Mat s’interrompit comme s’il avait conscience de raconter un peu n’importe quoi.

— As-tu déjà envisagé la possibilité que… ?

— Thom, si tu prononces le mot ta’veren, je me lève et je sors !

Le trouvère amenda son discours au dernier moment.

— Hum… Si tu hésitais à partir parce que Rand est ton ami ? Quelqu’un que tu ne veux pas abandonner ?

— L’abandonner ? (Mat se leva d’un bond, renversant son tabouret.) Thom, nous parlons du Dragon Réincarné ! En tout cas, c’est ce que Moiraine et lui prétendent. Et ils ont peut-être raison… Il est capable de canaliser et il détient cette étrange épée de verre… Les prophéties ! Je ne suis sûr de rien, sauf que je devrais être cinglé, comme les gens de Tear, pour rester. Mais… Tu ne penses pas que Moiraine me retient en utilisant le Pouvoir ?

— Je crois que ça dépasse ses compétences…

Sur les Aes Sedai, Thom en savait assez long pour évaluer l’étendue de son ignorance. Et sur ce point précis, il était sûr de ne pas se tromper.

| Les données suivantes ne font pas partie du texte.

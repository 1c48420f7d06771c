pub mod catalog;
pub mod config;
pub mod file;
pub mod record;

pub use catalog::{Catalog, CatalogError, CatalogResult, TableMetadata};
pub use config::{ConfigError, EnvConfig};
pub use file::{BLOCK_SZ, BlockId, BlockStore, DbEnv, FileBlockStore, StoreError, StoreResult};
pub use record::{
    ColumnAttribute, ColumnDef, DataType, Handle, HeapFile, HeapTable, RecordError, RecordId,
    RecordResult, Row, SlottedPage, TableSchema, Value,
};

Mat se passa une main dans les cheveux.

— Thom, je rêve tout le temps à jouer la fille de l’air. Mais j’ai ces étranges pressentiments… Presque des prémonitions… La certitude que quelque chose d’énorme se prépare. C’est comme savoir qu’il y aura un feu d’artifice pour la Fête du Soleil, tu vois ? L’ennui, c’est que je ne sais pas de quoi il s’agit. Mais chaque fois que je pense vraiment à partir, le phénomène se reproduit. Du coup, je me trouve toutes les raisons du monde de rester un jour de plus. Rien qu’un jour, un tout petit jour ! Ce n’est pas l’œuvre d’une Aes Sedai, pas vrai ?

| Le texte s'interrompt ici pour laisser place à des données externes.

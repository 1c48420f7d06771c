use std::fmt;

use super::error::{RecordError, RecordResult};

/// Represents a column data type
#[derive(Debug, Clone, Copy, PartialEq, Eq, Hash)]
pub enum DataType {
    Int,  // 4 bytes, signed
    Text, // 2-byte length prefix + bytes
}

impl DataType {
    /// Parse a type name as written in schemas ("INT", "TEXT", case-insensitive)
    pub fn parse(name: &str) -> Option<Self> {
        match name.to_ascii_uppercase().as_str() {
            "INT" | "INTEGER" => Some(DataType::Int),
            "TEXT" => Some(DataType::Text),
            _ => None,
        }
    }

    pub fn name(&self) -> &'static str {
        match self {
            DataType::Int => "INT",
            DataType::Text => "TEXT",
        }
    }
}

impl fmt::Display for DataType {
    fn fmt(&self, f: &mut fmt::Formatter<'_>) -> fmt::Result {
        f.write_str(self.name())
    }
}

/// Column attributes (currently just the data type)
#[derive(Debug, Clone, Copy, PartialEq, Eq)]
pub struct ColumnAttribute {
    data_type: DataType,
}

impl ColumnAttribute {
    pub fn new(data_type: DataType) -> Self {
        Self { data_type }
    }

    pub fn data_type(&self) -> DataType {
        self.data_type
    }
}

/// Represents a single column value
#[derive(Debug, Clone, PartialEq, Eq, Hash)]
pub enum Value {
    Int(i32),
    Text(String),
}

impl Value {
    /// Get the data type of this value
    pub fn data_type(&self) -> DataType {
        match self {
            Value::Int(_) => DataType::Int,
            Value::Text(_) => DataType::Text,
        }
    }

    pub fn as_int(&self) -> Option<i32> {
        match self {
            Value::Int(n) => Some(*n),
            Value::Text(_) => None,
        }
    }

    pub fn as_text(&self) -> Option<&str> {
        match self {
            Value::Text(s) => Some(s),
            Value::Int(_) => None,
        }
    }

    /// Parse a literal for a column of type `data_type`
    pub fn parse(literal: &str, data_type: DataType) -> RecordResult<Self> {
        match data_type {
            DataType::Int => literal
                .trim()
                .parse::<i32>()
                .map(Value::Int)
                .map_err(|e| {
                    RecordError::Deserialization(format!("Invalid INT '{}': {}", literal, e))
                }),
            DataType::Text => Ok(Value::Text(literal.to_string())),
        }
    }
}

impl fmt::Display for Value {
    fn fmt(&self, f: &mut fmt::Formatter<'_>) -> fmt::Result {
        match self {
            Value::Int(n) => write!(f, "{}", n),
            Value::Text(s) => f.write_str(s),
        }
    }
}

impl From<i32> for Value {
    fn from(n: i32) -> Self {
        Value::Int(n)
    }
}

impl From<&str> for Value {
    fn from(s: &str) -> Self {
        Value::Text(s.to_string())
    }
}

impl From<String> for Value {
    fn from(s: String) -> Self {
        Value::Text(s)
    }
}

Ravalant le mot ta’veren, Thom retira sa pipe de sa bouche et contempla pensivement le fourneau où le tabac rougissait encore. Sur les ta’veren, il ne savait pas grand-chose. Mais à part les Aes Sedai, tout le monde aurait pu en dire autant. Sauf peut-être une poignée d’Ogiers…

— Mat, je n’ai jamais été très doué pour résoudre les problèmes des autres. (Et encore plus incompétent avec les miens !) Quand une Aes Sedai est disponible, je conseille aux gens de lui demander de l’aide.

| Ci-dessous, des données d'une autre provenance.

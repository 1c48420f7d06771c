use std::fmt;

use super::value::Value;
use crate::file::BlockId;

/// Record identifier within a block (1-based; 0 is the block header)
pub type RecordId = u16;

/// Stable address of a stored row (block + record)
#[derive(Debug, Clone, Copy, PartialEq, Eq, Hash, PartialOrd, Ord)]
pub struct Handle {
    pub block_id: BlockId,
    pub record_id: RecordId,
}

impl Handle {
    pub fn new(block_id: BlockId, record_id: RecordId) -> Self {
        Self {
            block_id,
            record_id,
        }
    }
}

impl fmt::Display for Handle {
    fn fmt(&self, f: &mut fmt::Formatter<'_>) -> fmt::Result {
        write!(f, "({}, {})", self.block_id, self.record_id)
    }
}

/// A row keyed by column name.
///
/// Entries keep insertion order, so a row built in schema order (or in a
/// caller's projection order) iterates in that order. Equality ignores order.
#[derive(Debug, Clone, Default)]
pub struct Row {
    entries: Vec<(String, Value)>,
}

impl Row {
    /// Create an empty row
    pub fn new() -> Self {
        Self::default()
    }

    pub fn with_capacity(capacity: usize) -> Self {
        Self {
            entries: Vec::with_capacity(capacity),
        }
    }

    /// Set a column's value, replacing any previous value for that column
    pub fn insert(&mut self, name: impl Into<String>, value: impl Into<Value>) {
        let name = name.into();
        let value = value.into();
        match self.entries.iter_mut().find(|(n, _)| *n == name) {
            Some(entry) => entry.1 = value,
            None => self.entries.push((name, value)),
        }
    }

    /// Builder-style `insert`
    pub fn with(mut self, name: impl Into<String>, value: impl Into<Value>) -> Self {
        self.insert(name, value);
        self
    }

    /// Get a value by column name
    pub fn get(&self, name: &str) -> Option<&Value> {
        self.entries
            .iter()
            .find(|(n, _)| n == name)
            .map(|(_, v)| v)
    }

    pub fn contains(&self, name: &str) -> bool {
        self.get(name).is_some()
    }

    /// Get the number of columns
    pub fn len(&self) -> usize {
        self.entries.len()
    }

    /// Check if row is empty
    pub fn is_empty(&self) -> bool {
        self.entries.is_empty()
    }

    /// Column names in row order
    pub fn names(&self) -> impl Iterator<Item = &str> {
        self.entries.iter().map(|(n, _)| n.as_str())
    }

    pub fn iter(&self) -> impl Iterator<Item = (&str, &Value)> {
        self.entries.iter().map(|(n, v)| (n.as_str(), v))
    }
}

impl PartialEq for Row {
    fn eq(&self, other: &Self) -> bool {
        self.len() == other.len()
            && self
                .iter()
                .all(|(name, value)| other.get(name) == Some(value))
    }
}

impl Eq for Row {}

Un conseil que je ne suivrais pas pour tout l’or du monde !

— Demander du secours à Moiraine ?

— Dans le cas qui nous occupe, ça semble hors de question… Mais Nynaeve était ta Sage-Dame, à Champ d’Emond. Ces femmes sont là pour répondre aux questions des villageois et les aider.

Mat eut un ricanement rauque.

— Pour m’exposer à un de ses sermons sur la boisson, le jeu et… Bon, tu vois ce que je veux dire. Thom, elle me traite comme si j’avais dix ans. Elle croit que j’épouserai une gentille fille et que je reprendrai la ferme de mon père.

— Beaucoup d’hommes n’auraient rien contre un tel avenir.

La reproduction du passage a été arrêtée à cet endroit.